14.09.23
Der Mann mit dem langen Atem
Früher war Eugen Scheuch in der Boa anzutreffen, heute bookt er Konzerte für die Usine in Genf. Wer Eugen kennt, weiss, dass das, was er tut, stets der Alternativkultur verpflichtet ist.
Anja Nora Schulthess (Text) und Sara Furrer (Bilder)
Als ich vor gut drei Jahren aus Zürich nach Luzern zog, kannte ich eine Handvoll Personen, das Neubad, den Sedel und den Südpol, den Mullbau und das KKL natürlich. Mehr nicht. Irgendwann kam mir zu Ohren, dass es einmal eine Boa in Luzern gab.
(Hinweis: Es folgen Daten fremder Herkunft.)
//! Command line on top of the access config (file + env, see ccnx_access::config).

use std::path::PathBuf;

use anyhow::{bail, Context};
use ccnx_access::AccessConfig;

use crate::location;

/// Default number of consecutive empty pulls before giving up.
pub const DEFAULT_MAX_EMPTY_PULLS: u32 = 16;

#[derive(Debug, Clone)]
pub struct PlayOptions {
    /// File path inside the CCNx namespace.
    pub path: String,
    pub access: AccessConfig,
    /// None: stdout.
    pub output: Option<PathBuf>,
    pub seek: u64,
    pub max_empty_pulls: u32,
}

#[derive(Debug)]
pub enum Command {
    Version,
    Help,
    Play(PlayOptions),
}

pub const USAGE: &str = "usage: ccnx-play [--forwarder ADDR] [--output FILE] [--seek OFFSET] \
[--max-empty-pulls N] [--timeout-ms MS] [--no-seek] <ccnx1.0://path/to/file>";

/// Parse arguments (without argv[0]) over `access`.
pub fn parse_args<I>(args: I, mut access: AccessConfig) -> anyhow::Result<Command>
where
    I: IntoIterator<Item = String>,
{
    let mut args = args.into_iter();
    let mut url = None;
    let mut output = None;
    let mut seek = 0u64;
    let mut max_empty_pulls = DEFAULT_MAX_EMPTY_PULLS;
    while let Some(arg) = args.next() {
        match arg.as_str() {
            "--version" | "-V" => return Ok(Command::Version),
            "--help" | "-h" => return Ok(Command::Help),
            "--forwarder" => access.forwarder = value(&mut args, &arg)?,
            "--output" | "-o" => output = Some(PathBuf::from(value(&mut args, &arg)?)),
            "--seek" => {
                seek = value(&mut args, &arg)?
                    .parse()
                    .context("--seek expects a byte offset")?
            }
            "--max-empty-pulls" => {
                max_empty_pulls = value(&mut args, &arg)?
                    .parse()
                    .context("--max-empty-pulls expects a count")?
            }
            "--timeout-ms" => {
                access.timeout_ms = Some(
                    value(&mut args, &arg)?
                        .parse()
                        .context("--timeout-ms expects milliseconds")?,
                )
            }
            "--no-seek" => access.seekable = false,
            s if s.starts_with('-') => bail!("unknown option {}\n{}", s, USAGE),
            _ => {
                if url.replace(arg).is_some() {
                    bail!("more than one location given\n{}", USAGE);
                }
            }
        }
    }
    let Some(url) = url else {
        bail!("missing location\n{}", USAGE);
    };
    let path = location::parse(&url)?;
    access.validate()?;
    Ok(Command::Play(PlayOptions {
        path,
        access,
        output,
        seek,
        max_empty_pulls,
    }))
}

fn value<I: Iterator<Item = String>>(args: &mut I, flag: &str) -> anyhow::Result<String> {
    args.next()
        .with_context(|| format!("{} expects a value", flag))
}
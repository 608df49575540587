//! Content names: ordered, typed segments. Base names per file, chunk names per request.

use std::fmt;

use serde::{Deserialize, Serialize};

/// URI schemes accepted by [`Name::parse_uri`].
const SCHEMES: [&str; 2] = ["ccnx:", "lci:"];

/// Segment label. `Name` is a plain path component, `Chunk` carries a big-endian chunk number.
#[derive(Debug, Clone, Copy, PartialEq, Eq, Hash, Serialize, Deserialize)]
pub enum SegmentType {
    Name,
    Chunk,
    /// Application-defined label (`App:<n>=` in URI form).
    App(u16),
}

/// One name segment: label plus raw value bytes.
#[derive(Debug, Clone, PartialEq, Eq, Hash, Serialize, Deserialize)]
pub struct NameSegment {
    kind: SegmentType,
    value: Vec<u8>,
}

impl NameSegment {
    pub fn new(kind: SegmentType, value: impl Into<Vec<u8>>) -> Self {
        Self {
            kind,
            value: value.into(),
        }
    }

    /// Plain name segment.
    pub fn name(value: impl Into<Vec<u8>>) -> Self {
        Self::new(SegmentType::Name, value)
    }

    /// Chunk-number segment.
    pub fn chunk(number: u64) -> Self {
        Self::new(SegmentType::Chunk, encode_chunk_number(number))
    }

    pub fn kind(&self) -> SegmentType {
        self.kind
    }

    pub fn value(&self) -> &[u8] {
        &self.value
    }

    /// Value read as a big-endian unsigned number. None if empty or wider than 8 bytes.
    pub fn as_number(&self) -> Option<u64> {
        decode_chunk_number(&self.value)
    }
}

/// Encode a chunk number big-endian with leading zero bytes stripped. Zero encodes as `[0]`.
pub fn encode_chunk_number(number: u64) -> Vec<u8> {
    let bytes = number.to_be_bytes();
    let skip = bytes.iter().take_while(|&&b| b == 0).count().min(7);
    bytes[skip..].to_vec()
}

/// Inverse of [`encode_chunk_number`]; also accepts non-minimal encodings up to 8 bytes.
pub fn decode_chunk_number(bytes: &[u8]) -> Option<u64> {
    if bytes.is_empty() || bytes.len() > 8 {
        return None;
    }
    Some(bytes.iter().fold(0u64, |acc, &b| (acc << 8) | b as u64))
}

/// Hierarchical content name.
#[derive(Debug, Clone, Default, PartialEq, Eq, Hash, Serialize, Deserialize)]
pub struct Name {
    segments: Vec<NameSegment>,
}

impl Name {
    pub fn new() -> Self {
        Self::default()
    }

    pub fn from_segments(segments: Vec<NameSegment>) -> Self {
        Self { segments }
    }

    pub fn push(&mut self, segment: NameSegment) {
        self.segments.push(segment);
    }

    pub fn segments(&self) -> &[NameSegment] {
        &self.segments
    }

    pub fn len(&self) -> usize {
        self.segments.len()
    }

    pub fn is_empty(&self) -> bool {
        self.segments.is_empty()
    }

    /// Chunk number from the last chunk segment, if any.
    pub fn chunk_number(&self) -> Option<u64> {
        self.segments
            .iter()
            .rev()
            .find(|s| s.kind == SegmentType::Chunk)
            .and_then(NameSegment::as_number)
    }

    /// True if every segment of `prefix` matches the start of this name.
    pub fn starts_with(&self, prefix: &Name) -> bool {
        self.segments.len() >= prefix.segments.len()
            && self.segments[..prefix.segments.len()] == prefix.segments[..]
    }

    /// Parse `ccnx:/a/b/Chunk=3` style URIs. Empty path components are skipped.
    pub fn parse_uri(uri: &str) -> Result<Self, NameError> {
        let rest = SCHEMES
            .iter()
            .find_map(|scheme| {
                uri.get(..scheme.len())
                    .filter(|head| head.eq_ignore_ascii_case(scheme))
                    .map(|_| &uri[scheme.len()..])
            })
            .ok_or(NameError::MissingScheme)?;
        if !rest.starts_with('/') {
            return Err(NameError::NotAbsolute);
        }
        let segments = rest
            .split('/')
            .filter(|s| !s.is_empty())
            .map(parse_segment)
            .collect::<Result<Vec<_>, _>>()?;
        Ok(Self { segments })
    }
}

fn parse_segment(text: &str) -> Result<NameSegment, NameError> {
    let Some((label, value)) = text.split_once('=') else {
        return Ok(NameSegment::name(unescape(text)?));
    };
    if label.eq_ignore_ascii_case("Name") {
        return Ok(NameSegment::name(unescape(value)?));
    }
    if label.eq_ignore_ascii_case("Chunk") {
        let n = value
            .parse::<u64>()
            .map_err(|_| NameError::BadNumber(value.to_string()))?;
        return Ok(NameSegment::chunk(n));
    }
    if let Some(app) = label.strip_prefix("App:") {
        let n = app
            .parse::<u16>()
            .map_err(|_| NameError::BadLabel(label.to_string()))?;
        return Ok(NameSegment::new(SegmentType::App(n), unescape(value)?));
    }
    // Unlabelled segment that happens to contain '='.
    Ok(NameSegment::name(unescape(text)?))
}

fn unescape(text: &str) -> Result<Vec<u8>, NameError> {
    let bytes = text.as_bytes();
    let mut out = Vec::with_capacity(bytes.len());
    let mut i = 0;
    while i < bytes.len() {
        if bytes[i] == b'%' {
            let hex = text
                .get(i + 1..i + 3)
                .ok_or_else(|| NameError::BadEscape(text.to_string()))?;
            let b = u8::from_str_radix(hex, 16)
                .map_err(|_| NameError::BadEscape(text.to_string()))?;
            out.push(b);
            i += 3;
        } else {
            out.push(bytes[i]);
            i += 1;
        }
    }
    Ok(out)
}

fn write_escaped(f: &mut fmt::Formatter<'_>, value: &[u8]) -> fmt::Result {
    for &b in value {
        if b.is_ascii_graphic() && !matches!(b, b'/' | b'%' | b'=') {
            write!(f, "{}", b as char)?;
        } else {
            write!(f, "%{:02X}", b)?;
        }
    }
    Ok(())
}

impl fmt::Display for NameSegment {
    fn fmt(&self, f: &mut fmt::Formatter<'_>) -> fmt::Result {
        match self.kind {
            SegmentType::Name => write_escaped(f, &self.value),
            SegmentType::Chunk => match self.as_number() {
                Some(n) => write!(f, "Chunk={}", n),
                None => {
                    write!(f, "Chunk=")?;
                    write_escaped(f, &self.value)
                }
            },
            SegmentType::App(n) => {
                write!(f, "App:{}=", n)?;
                write_escaped(f, &self.value)
            }
        }
    }
}

impl fmt::Display for Name {
    fn fmt(&self, f: &mut fmt::Formatter<'_>) -> fmt::Result {
        write!(f, "ccnx:")?;
        if self.segments.is_empty() {
            return write!(f, "/");
        }
        for s in &self.segments {
            write!(f, "/{}", s)?;
        }
        Ok(())
    }
}

#[derive(Debug, thiserror::Error, PartialEq, Eq)]
pub enum NameError {
    #[error("name must start with ccnx: or lci:")]
    MissingScheme,
    #[error("name path must be absolute")]
    NotAbsolute,
    #[error("bad segment label: {0}")]
    BadLabel(String),
    #[error("bad chunk number: {0}")]
    BadNumber(String),
    #[error("bad percent escape in: {0}")]
    BadEscape(String),
}

/// Base name for a file: `prefix`, then `command`, then one segment per non-empty
/// component of `path`. No memoization; the stream session caches the result.
pub fn build_base_name(prefix: &Name, command: &str, path: &str) -> Name {
    let mut name = prefix.clone();
    name.push(NameSegment::name(command));
    for component in path.split('/').filter(|c| !c.is_empty()) {
        log::trace!("base name segment = {}", component);
        name.push(NameSegment::name(component));
    }
    name
}

/// Fresh name for one chunk: copy of `base` + chunk segment + `trailer` segments.
pub fn build_chunk_name(base: &Name, chunk: u64, trailer: &[NameSegment]) -> Name {
    let mut segments = Vec::with_capacity(base.len() + 1 + trailer.len());
    segments.extend_from_slice(base.segments());
    segments.push(NameSegment::chunk(chunk));
    segments.extend_from_slice(trailer);
    Name::from_segments(segments)
}
//! One blocking Interest/Content Object exchange per chunk.

use crate::name::Name;
use crate::portal::{Portal, PortalError, Timeout};
use crate::protocol::{ContentObject, Interest, Message, Response};

#[derive(Debug, thiserror::Error)]
pub enum ExchangeError {
    #[error("error writing to portal: {0}")]
    Send(#[source] PortalError),
    #[error("no message from portal: {0}")]
    NoResponse(#[source] PortalError),
    #[error("unexpected message from portal (packet type {0})")]
    UnexpectedMessage(u8),
}

/// Send an Interest for `name` and wait for the matching reply under `timeout`.
///
/// Replies to other Interests (late answers to an exchange that timed out) are
/// dropped and receiving continues. Anything else that is not a content object
/// is an error; no retry is attempted.
pub fn fetch_chunk<P: Portal + ?Sized>(
    portal: &mut P,
    name: Name,
    timeout: Timeout,
) -> Result<ContentObject, ExchangeError> {
    let interest = Interest::new(name);
    portal.send(&interest, timeout).map_err(ExchangeError::Send)?;
    loop {
        let reply = portal.receive(timeout).map_err(ExchangeError::NoResponse)?;
        match reply.into_response() {
            Response::ContentObject(co) if answers(&interest.name, &co.name) => return Ok(co),
            Response::ContentObject(co) => {
                log::debug!("dropping content object {} (waiting for {})", co.name, interest.name);
            }
            Response::Other(Message::InterestReturn { interest: returned, .. })
                if returned.name != interest.name =>
            {
                log::debug!("dropping interest return for {}", returned.name);
            }
            Response::Other(msg) => return Err(ExchangeError::UnexpectedMessage(msg.packet_type())),
        }
    }
}

/// True if `reply` names the object `interest` asked for. Servers may drop the
/// trailer segments, so the reply only has to be a prefix that keeps the chunk segment.
fn answers(interest: &Name, reply: &Name) -> bool {
    interest.starts_with(reply)
        && reply.chunk_number().is_some()
        && reply.chunk_number() == interest.chunk_number()
}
Dass dies eine grosse Sache gewesen sein musste, merkte ich schon daran, wie man da und dort in Bars und an Konzerten darüber sprach. Wehmütig, stets mit dem bezeichnenden Nebensatz, dass da nichts Vergleichbares mehr gekommen sei und auch nicht mehr kommen würde.
DER KOPF DER BOA
Keiner wird so stark mit der Boa – jenem legendären Kulturzentrum, das von 1989 bis 2007 das Luzerner Industriequartier prägte – in Verbindung gebracht wie Eugen Scheuch. Der wortkarge Mann mit den langen Haaren und der farbigen Windjacke, die aus den 1990er-Jahren stammen muss, war seit meiner Ankunft in Luzern überall anzutreffen. Unsere Wege kreuzten sich beinahe täglich. Irgendwann grüssten wir uns. Bis wir zum ersten Mal miteinander sprachen, vergingen knapp zwei Jahre, was bezeichnend ist für Eugen, der lieber zuhört als spricht und einfach macht, ohne dies an die grosse Glocke zu hängen.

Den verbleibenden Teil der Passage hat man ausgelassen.